In the present study, there were no differences in systemic blood pressures or HR between Perftoran and the 0.9% NaCl or Hextend groups, in spite of a modest (~6–10 mm Hg) increase in arterial blood pressures within the Perftoran group. This would indirectly suggest that the product does not cause systemic vasoconstriction; however, more invasive monitoring (e.g., cardiac output and pulmonary pressures, among other parameters) is necessary to better characterize the effects of Perftoran on hemodynamics. Similar to our findings, Eckmann and Lomivorotov [18] reported no changes in arterial blood pressures or heart rate compared to their control animals with the administration of 6.4 mL/kg of Perftoran as a bolus over 5 min to normovolemic rats. In addition, when patients in a clinical trial received two 2.5 mL/kg infusions of Perftoran, resulting in a total cumulative dose of 5 mL/kg (which is equivalent to the first dose of our study) during an acute normovolemic hemodilution protocol prior to cardiac surgery, there were no differences in arterial blood pressures, HR, respiratory rate, or central venous blood pressure in the Perftoran group compared to the control (standard care) group that received crystalloid infusions [7]. Even though the cumulative dose of Perftoran used in our study (20 mL/kg) was four times the dose used in the previously mentioned clinical trial, there were no significant differences in blood pressure among the Perftoran and the colloid and crystalloid groups, suggesting hemodynamic stability even with higher doses. The observed statistically significant increase in arterial blood pressures within the Perftoran group may not be physiologically significant for two reasons: (1) the values were within normal range and (2) none of the values were statistically higher than those observed in the saline or colloid animals and, in fact, the Perftoran SBP values at the end of each infusion were always lower than those of the colloid (Hextend)-treated animals. The higher HR values in the Perftoran group compared to the 0.9% NaCl group were a result of the statistically higher HR values in the Perftoran group at baseline.

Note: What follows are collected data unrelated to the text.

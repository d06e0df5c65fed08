//! Terminal client for the Denpo direct-message relay.
//!
//! Connects over WebSocket for live presence and deliveries, and sends messages over HTTP.
//! Type `@<recipient> <message>` to send.
//! Automatically reconnects on disconnection (max 5 attempts with a 1 second interval).
//! A rejected token is not retried.
//!
//! Run with:
//! ```not_rust
//! cargo run --bin denpo-client -- --token <jwt>
//! cargo run --bin denpo-client -- -u ws://127.0.0.1:3000/ws -a http://127.0.0.1:3000 -t <jwt>
//! ```

use clap::Parser;

use denpo_shared::logger::setup_logger;

#[derive(Parser, Debug)]
#[command(name = "denpo-client")]
#[command(about = "Terminal client for the Denpo direct-message relay", long_about = None)]
struct Args {
    /// Bearer token issued for the participant
    #[arg(short = 't', long, env = "DENPO_TOKEN", hide_env_values = true)]
    token: String,

    /// WebSocket endpoint
    #[arg(short = 'u', long, default_value = "ws://127.0.0.1:8080/ws")]
    url: String,

    /// REST API base URL
    #[arg(short = 'a', long, default_value = "http://127.0.0.1:8080")]
    api: String,
}

#[tokio::main]
async fn main() {
    // Initialize tracing
    setup_logger("denpo_client", env!("CARGO_BIN_NAME"), "info");

    let args = Args::parse();

    // Run the client
    if let Err(e) = denpo_client::run_client(args.url, args.api, args.token).await {
        tracing::error!("Client error: {}", e);
        std::process::exit(1);
    }
}
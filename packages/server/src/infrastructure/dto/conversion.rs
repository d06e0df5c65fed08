//! Conversion logic between DTOs and domain entities.

use denpo_shared::time::timestamp_to_rfc3339;

use crate::domain::{DirectMessage, Participant, PresenceEvent, ServerEvent};
use crate::infrastructure::dto::{
    http::{MessageDto, ParticipantDto},
    websocket::{DeliveryEventDto, EventType, PresenceEventDto},
};

// ========================================
// Domain Entity → DTO
// ========================================

impl From<DirectMessage> for MessageDto {
    fn from(model: DirectMessage) -> Self {
        Self {
            id: model.id.to_string(),
            sender_id: model.sender_id.into_string(),
            recipient_id: model.recipient_id.into_string(),
            content: model.content.into_string(),
            created_at: timestamp_to_rfc3339(model.created_at.value()),
            read: model.read,
        }
    }
}

impl From<Participant> for ParticipantDto {
    fn from(model: Participant) -> Self {
        Self {
            id: model.id.into_string(),
            name: model.name,
            email: model.email,
            is_online: model.is_online,
        }
    }
}

impl From<PresenceEvent> for PresenceEventDto {
    fn from(model: PresenceEvent) -> Self {
        Self {
            r#type: EventType::Presence,
            participant_id: model.participant_id.into_string(),
            online: model.online,
        }
    }
}

impl From<DirectMessage> for DeliveryEventDto {
    fn from(model: DirectMessage) -> Self {
        Self {
            r#type: EventType::Delivery,
            message: model.into(),
        }
    }
}

/// Serialize a server event into the JSON text frame sent to the client.
pub fn encode_server_event(event: ServerEvent) -> Result<String, serde_json::Error> {
    match event {
        ServerEvent::Presence(presence) => serde_json::to_string(&PresenceEventDto::from(presence)),
        ServerEvent::Delivery(message) => serde_json::to_string(&DeliveryEventDto::from(message)),
    }
}
//! Entities and events.

use super::value_object::{MessageContent, MessageId, ParticipantId, Timestamp};

/// Participant record as kept by the durable store
#[derive(Debug, Clone, PartialEq, Eq)]
pub struct Participant {
    pub id: ParticipantId,
    pub name: String,
    pub email: String,
    pub is_online: bool,
}

impl Participant {
    pub fn new(id: ParticipantId, name: String, email: String) -> Self {
        Self {
            id,
            name,
            email,
            is_online: false,
        }
    }
}

/// A direct message that has not been persisted yet.
///
/// The store assigns `id` and `created_at` on insert.
#[derive(Debug, Clone, PartialEq, Eq)]
pub struct NewMessage {
    pub sender_id: ParticipantId,
    pub recipient_id: ParticipantId,
    pub content: MessageContent,
}

/// Persisted direct message.
#[derive(Debug, Clone, PartialEq, Eq)]
pub struct DirectMessage {
    pub id: MessageId,
    pub sender_id: ParticipantId,
    pub recipient_id: ParticipantId,
    pub content: MessageContent,
    pub created_at: Timestamp,
    pub read: bool,
}

impl DirectMessage {
    /// Whether this message belongs to the thread between `a` and `b` (either direction).
    pub fn is_between(&self, a: &ParticipantId, b: &ParticipantId) -> bool {
        (&self.sender_id == a && &self.recipient_id == b)
            || (&self.sender_id == b && &self.recipient_id == a)
    }

    pub fn involves(&self, participant_id: &ParticipantId) -> bool {
        &self.sender_id == participant_id || &self.recipient_id == participant_id
    }

    /// `read` only ever moves from false to true.
    pub fn mark_read(&mut self) -> bool {
        let changed = !self.read;
        self.read = true;
        changed
    }
}

#[derive(Debug, Clone, PartialEq, Eq)]
pub struct PresenceEvent {
    pub participant_id: ParticipantId,
    pub online: bool,
}

/// Events pushed from the server onto a connection handle
#[derive(Debug, Clone, PartialEq, Eq)]
pub enum ServerEvent {
    Presence(PresenceEvent),
    Delivery(DirectMessage),
}
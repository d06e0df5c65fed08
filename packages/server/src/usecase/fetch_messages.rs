//! UseCase: メッセージ一覧取得
//!
//! 接続（再接続）のたびにクライアントが呼び出し、オフライン中に届いたメッセージを回収します。
//! 返すのは既読化する前のレコードなので、クライアントは未読を判別できます。

use std::sync::Arc;

use crate::domain::{DirectMessage, MessageId, MessageRepository, ParticipantId};

use super::{RelayTimeouts, bounded, error::FetchMessagesError};

/// メッセージ一覧取得のユースケース
pub struct FetchMessagesUseCase {
    messages: Arc<dyn MessageRepository>,
    timeouts: RelayTimeouts,
}

impl FetchMessagesUseCase {
    pub fn new(messages: Arc<dyn MessageRepository>, timeouts: RelayTimeouts) -> Self {
        Self { messages, timeouts }
    }

    /// `participant_id` が送受信したメッセージを古い順に返す
    ///
    /// `with` を指定するとその相手とのスレッドだけを返す。
    /// 既読にするのは今回返したメッセージのうち `participant_id` 宛ての未読分だけで、
    /// 一覧の取得後に届いたメッセージは未読のまま残る。
    pub async fn execute(
        &self,
        participant_id: &ParticipantId,
        with: Option<ParticipantId>,
    ) -> Result<Vec<DirectMessage>, FetchMessagesError> {
        let mut messages = match &with {
            Some(other) => {
                bounded(
                    self.timeouts.store,
                    self.messages.find_messages_for_pair(participant_id, other),
                )
                .await?
            }
            None => {
                bounded(
                    self.timeouts.store,
                    self.messages.find_messages_for_participant(participant_id),
                )
                .await?
            }
        };
        messages.sort_by_key(|m| m.created_at);

        let unread: Vec<MessageId> = messages
            .iter()
            .filter(|m| &m.recipient_id == participant_id && !m.read)
            .map(|m| m.id)
            .collect();
        if unread.is_empty() {
            return Ok(messages);
        }

        match bounded(
            self.timeouts.store,
            self.messages.mark_read(participant_id, &unread),
        )
        .await
        {
            Ok(changed) => {
                tracing::debug!("Marked {} messages to '{}' as read", changed, participant_id)
            }
            // 既読化の失敗は一覧の返却を妨げない
            Err(e) => tracing::warn!("Failed to mark messages read for '{}': {}", participant_id, e),
        }

        Ok(messages)
    }
}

The arterial blood gas and hemoglobin data of animals in this study were within expected values. Although the observed decrease in pH within the Perftoran group was not statistically different from the 0.9% NaCl or Hextend animals, it is still inconsistent with clinical findings that report diminishment of acidosis in patients treated with Perftoran [8]. The reasons behind this inconsistency include species and “application” differences. Specifically, the cited clinical studies were in patients that experienced blood loss and Perftoran was used for volume replacement, maintenance of arterial PaO2, and prevention of hypoxia and ischemia, while in our animal model the product was administered to normovolemic animals that did not experience any blood loss.
Several studies indicate that Perftoran reduces the effects of ischemia and hypoxia, presumably due to its oxygen-carrying properties. In a study of 117 kidney grafts (58 initially perfused with Perftoran vs. 59 controls), Reznik et al. [20] showed improved tissue preservation and decreased ischemia/reperfusion injury of the kidney graft using Perftoran, as measured by time to transplant function (twice as fast in the Perftoran patients). Also, enhanced oxygenation with Perftoran of a bio-artificial liver (developed to assist patients with acute liver failure) resulted in a significant increase in protein synthesis by human hepatic cells in vitro [10]. Treatment with Perftoran decreased the need of allogeneic blood transfusions in patients undergoing cardiopulmonary bypass [7]. In a review of the Russian scientific literature, Maevsky and coauthors [8] concluded that increased tissue oxygenation with Perftoran treatment was not only useful in blood loss cases, but also in various vessel occlusive diseases (i.e., cardiac infarct), burns, and TBI. The Perftoran doses used in these studies ranged from 4–30 mL/kg with lower doses (4–6 mL/kg) suggested to be most beneficial to TBI patients [8]. Both our cumulative dose (20 mL/kg) and our first infusion dose (5 mL/kg) fit within these two dose ranges.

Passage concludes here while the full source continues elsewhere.